なぜ駅の絵を描くようになったのか 

 私はこのところ駅(正確には駅舎)を専門に描いています。勿論、駅以外にも一般的な風景画や静物など何でも描きますが、駅の絵が圧倒的に多いので、“駅の絵”が私の看板になっています。

 駅を描くことは、まさしく私にとってライフ・ワークとも言えるもので、これからも駅の絵を描き続けていきたいと考えております。

 私が駅を描くようになった動機は、昭和54年に私が東京駅の北口(丸の内側)の真正面にあった国鉄本社に勤務するようになったからです。

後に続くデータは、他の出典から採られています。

//! Terminal Emitter
//!
//! Human-readable diagnostic output with optional ANSI color support and,
//! when the source is attached, a one-line snippet with carets under the
//! primary span.

use std::io::{self, Write};

use crate::span_utils::LineOffsetTable;
use crate::{Diagnostic, Label};

use super::DiagnosticEmitter;

mod colors {
    pub const ERROR: &str = "\x1b[1;31m"; // Bold red
    pub const BOLD: &str = "\x1b[1m";
    pub const SECONDARY: &str = "\x1b[1;34m"; // Bold blue
    pub const RESET: &str = "\x1b[0m";
}

/// Color output mode for terminal emitter.
#[derive(Clone, Copy, Debug, Default, PartialEq, Eq)]
pub enum ColorMode {
    /// Color when the output is a TTY.
    #[default]
    Auto,
    Always,
    Never,
}

impl ColorMode {
    /// Resolve to a boolean; `is_tty` only matters for `Auto`.
    pub fn should_use_colors(self, is_tty: bool) -> bool {
        match self {
            ColorMode::Auto => is_tty,
            ColorMode::Always => true,
            ColorMode::Never => false,
        }
    }
}

/// Source text attached to an emitter for snippet rendering.
struct SourceContext {
    text: String,
    path: Option<String>,
    lines: LineOffsetTable,
}

/// Terminal emitter with optional color support.
pub struct TerminalEmitter<W: Write> {
    writer: W,
    colors: bool,
    source: Option<SourceContext>,
}

impl<W: Write> TerminalEmitter<W> {
    /// Create a new terminal emitter.
    pub fn with_color_mode(writer: W, mode: ColorMode, is_tty: bool) -> Self {
        TerminalEmitter {
            writer,
            colors: mode.should_use_colors(is_tty),
            source: None,
        }
    }

    /// Attach source text so labels render as `line:col` plus a snippet.
    #[must_use]
    pub fn with_source(mut self, text: &str) -> Self {
        let path = self.source.take().and_then(|s| s.path);
        self.source = Some(SourceContext {
            text: text.to_string(),
            path,
            lines: LineOffsetTable::build(text),
        });
        self
    }

    /// Name the attached source in label locations (`path:line:col`).
    ///
    /// Has no effect until [`with_source`](Self::with_source) is called.
    #[must_use]
    pub fn with_file_path(mut self, path: &str) -> Self {
        if let Some(source) = self.source.as_mut() {
            source.path = Some(path.to_string());
        }
        self
    }

    /// Consume the emitter, returning the writer.
    pub fn into_inner(self) -> W {
        self.writer
    }

    fn write_colored(&mut self, text: &str, color: &str) {
        if self.colors {
            let _ = write!(self.writer, "{color}{text}{}", colors::RESET);
        } else {
            let _ = write!(self.writer, "{text}");
        }
    }

    fn write_label(&mut self, label: &Label) {
        let marker = if label.is_primary { "-->" } else { "   " };
        let _ = write!(self.writer, "  {marker} ");

        let location = match &self.source {
            Some(src) => {
                let (line, col) = src.lines.offset_to_line_col(&src.text, label.span.start);
                match &src.path {
                    Some(path) => format!("{path}:{line}:{col}"),
                    None => format!("{line}:{col}"),
                }
            }
            None => format!("{:?}", label.span),
        };
        let _ = write!(self.writer, "{location}: ");

        let color = if label.is_primary {
            colors::ERROR
        } else {
            colors::SECONDARY
        };
        self.write_colored(&label.message, color);
        let _ = writeln!(self.writer);

        if label.is_primary {
            self.write_snippet(label);
        }
    }

    /// Render the primary label's line with carets under the span.
    fn write_snippet(&mut self, label: &Label) {
        let Some(src) = &self.source else {
            return;
        };
        let (line, col) = src.lines.offset_to_line_col(&src.text, label.span.start);
        let text = src.lines.line_text(&src.text, line).to_string();
        let width = label.span.len().max(1) as usize;
        let gutter = line.to_string();
        let pad = " ".repeat(gutter.len());
        let indent = " ".repeat((col as usize).saturating_sub(1));
        let carets = "^".repeat(width.min(text.chars().count().saturating_sub(indent.len()).max(1)));

        let _ = writeln!(self.writer, "   {pad} |");
        let _ = writeln!(self.writer, "   {gutter} | {text}");
        let _ = write!(self.writer, "   {pad} | {indent}");
        self.write_colored(&carets, colors::ERROR);
        let _ = writeln!(self.writer);
    }
}

impl<W: Write> DiagnosticEmitter for TerminalEmitter<W> {
    fn emit(&mut self, diagnostic: &Diagnostic) {
        // Header: error[CODE]: message
        self.write_colored("error", colors::ERROR);
        let code = format!("[{}]", diagnostic.code);
        self.write_colored(&code, colors::BOLD);
        let _ = writeln!(self.writer, ": {}", diagnostic.message);

        for label in &diagnostic.labels {
            self.write_label(label);
        }

        for note in &diagnostic.notes {
            let _ = write!(self.writer, "  = ");
            self.write_colored("note", colors::BOLD);
            let _ = writeln!(self.writer, ": {note}");
        }

        let _ = writeln!(self.writer);
    }

    fn flush(&mut self) {
        let _ = self.writer.flush();
    }
}

impl TerminalEmitter<io::Stderr> {
    /// Create a terminal emitter for stderr.
    pub fn stderr(mode: ColorMode) -> Self {
        let is_tty = io::IsTerminal::is_terminal(&io::stderr());
        TerminalEmitter::with_color_mode(io::stderr(), mode, is_tty)
    }
}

それまでは、国分寺の鉄道技術研究所に勤めていましたが、特別に駅だけを描こうとは思っていませんでした。しかし、国鉄本社の外務部に転勤してから、幸運にも居ながらにして毎日東京駅を眺めて仕事をするようになったのです。当時の外務部は、本社ビルの4階の一番眺めの良い場所にありました。

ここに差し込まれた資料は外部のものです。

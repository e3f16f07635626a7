//! Diagnostic system for error reporting.
//!
//! Every failure the interpreter can report (lexing, structural parsing,
//! evaluation, host interruption) is converted into a [`Diagnostic`]:
//! - an [`ErrorCode`] for searchability
//! - a message saying what went wrong
//! - a primary label saying where
//! - optional notes saying why
//!
//! Rendering lives in [`emitter`]; long-form explanations of each code live
//! in [`ErrorDocs`].

mod diagnostic;
pub mod emitter;
mod error_code;
mod errors;
pub mod span_utils;

pub use diagnostic::{Diagnostic, Label};
pub use error_code::ErrorCode;
pub use errors::ErrorDocs;
//! Runtime error types.

use thiserror::Error;
use wl_diagnostic::{Diagnostic, ErrorCode};
use wl_ir::{Op, Span};
use wl_parse::SyntaxError;

/// Checked integer arithmetic failed.
#[derive(Clone, Copy, Debug, Eq, PartialEq, Error)]
pub enum ArithmeticError {
    #[error("division by zero")]
    DivisionByZero { span: Span },
    #[error("integer overflow in `{op}`")]
    Overflow { op: Op, span: Span },
}

impl ArithmeticError {
    /// Span of the operator that failed.
    pub fn span(&self) -> Span {
        match self {
            ArithmeticError::DivisionByZero { span } | ArithmeticError::Overflow { span, .. } => {
                *span
            }
        }
    }

    pub fn code(&self) -> ErrorCode {
        match self {
            ArithmeticError::DivisionByZero { .. } => ErrorCode::E2001,
            ArithmeticError::Overflow { .. } => ErrorCode::E2002,
        }
    }

    pub fn to_diagnostic(&self) -> Diagnostic {
        let diag = Diagnostic::error(self.code()).with_message(self.to_string());
        match self {
            ArithmeticError::DivisionByZero { span } => {
                diag.with_label(*span, "divisor evaluated to zero")
            }
            ArithmeticError::Overflow { span, .. } => diag
                .with_label(*span, "result does not fit in 64 bits")
                .with_note(format!(
                    "integers range from {} to {}",
                    i64::MIN,
                    i64::MAX
                )),
        }
    }
}

/// Any failure while executing a program.
#[derive(Clone, Debug, Eq, PartialEq, Error)]
pub enum EvalError {
    /// A malformed expression, found when its range was evaluated.
    #[error(transparent)]
    Syntax(#[from] SyntaxError),
    #[error(transparent)]
    Arithmetic(#[from] ArithmeticError),
    /// The host's interrupt check asked execution to stop.
    #[error("execution interrupted")]
    Interrupted { span: Span },
    /// The configured step budget ran out.
    #[error("step limit of {limit} exceeded")]
    StepLimitExceeded { limit: u64, span: Span },
}

impl EvalError {
    pub fn code(&self) -> ErrorCode {
        match self {
            EvalError::Syntax(err) => err.code(),
            EvalError::Arithmetic(err) => err.code(),
            EvalError::Interrupted { .. } => ErrorCode::E3001,
            EvalError::StepLimitExceeded { .. } => ErrorCode::E3002,
        }
    }

    pub fn to_diagnostic(&self) -> Diagnostic {
        match self {
            EvalError::Syntax(err) => err.to_diagnostic(),
            EvalError::Arithmetic(err) => err.to_diagnostic(),
            EvalError::Interrupted { span } => Diagnostic::error(self.code())
                .with_message(self.to_string())
                .with_label(*span, "stopped before this statement"),
            EvalError::StepLimitExceeded { limit, span } => Diagnostic::error(self.code())
                .with_message(self.to_string())
                .with_label(*span, "stopped before this statement")
                .with_note(format!(
                    "each statement and each loop iteration counts as one step; {limit} were allowed"
                )),
        }
    }
}

pub type EvalResult<T = i64> = Result<T, EvalError>;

 1978年4月に国鉄が民営化され、私もJR東日本の国際課に身を置き、1992年2月に退職するまで同じ本社ビルで仕事を続けることができましたので、東京駅とのかかわりは国鉄時代と同じでした。今、振返って見ますと、東京駅の魅力に引かれたことが、駅の絵を描く切っ掛けになったと思います。


 日本中の数ある駅の中で、私は東京駅が一番好きです。堂々とした風格と共にレンガの色がとても魅力的です。じっと見ていますと、80年の歳月の歴史を私達に語りかけてくれているような、歴史の重みを感じます。これからも東京駅は、ずっと描き続けていきたいと思っております。

 東京駅以外にも、素敵な駅は沢山あります。駅は単なる建物ではありません。そこには人々の出会いがあり、生活があり、そしてドラマがあります。しかし、昔ながらの駅が段々と減って行くのは、少し淋しい気がします。
 最近は、駅の改築があちこちで進められており、モダンで機能的な駅に生れ変わってきています。新しい駅もそれなりに素敵だと思いますが、昔ながらの素朴な駅もなかなか風情があって良いものです。


 旅先で出合った様々な駅を、想い出としてスケッチすることは、とても楽しいことです。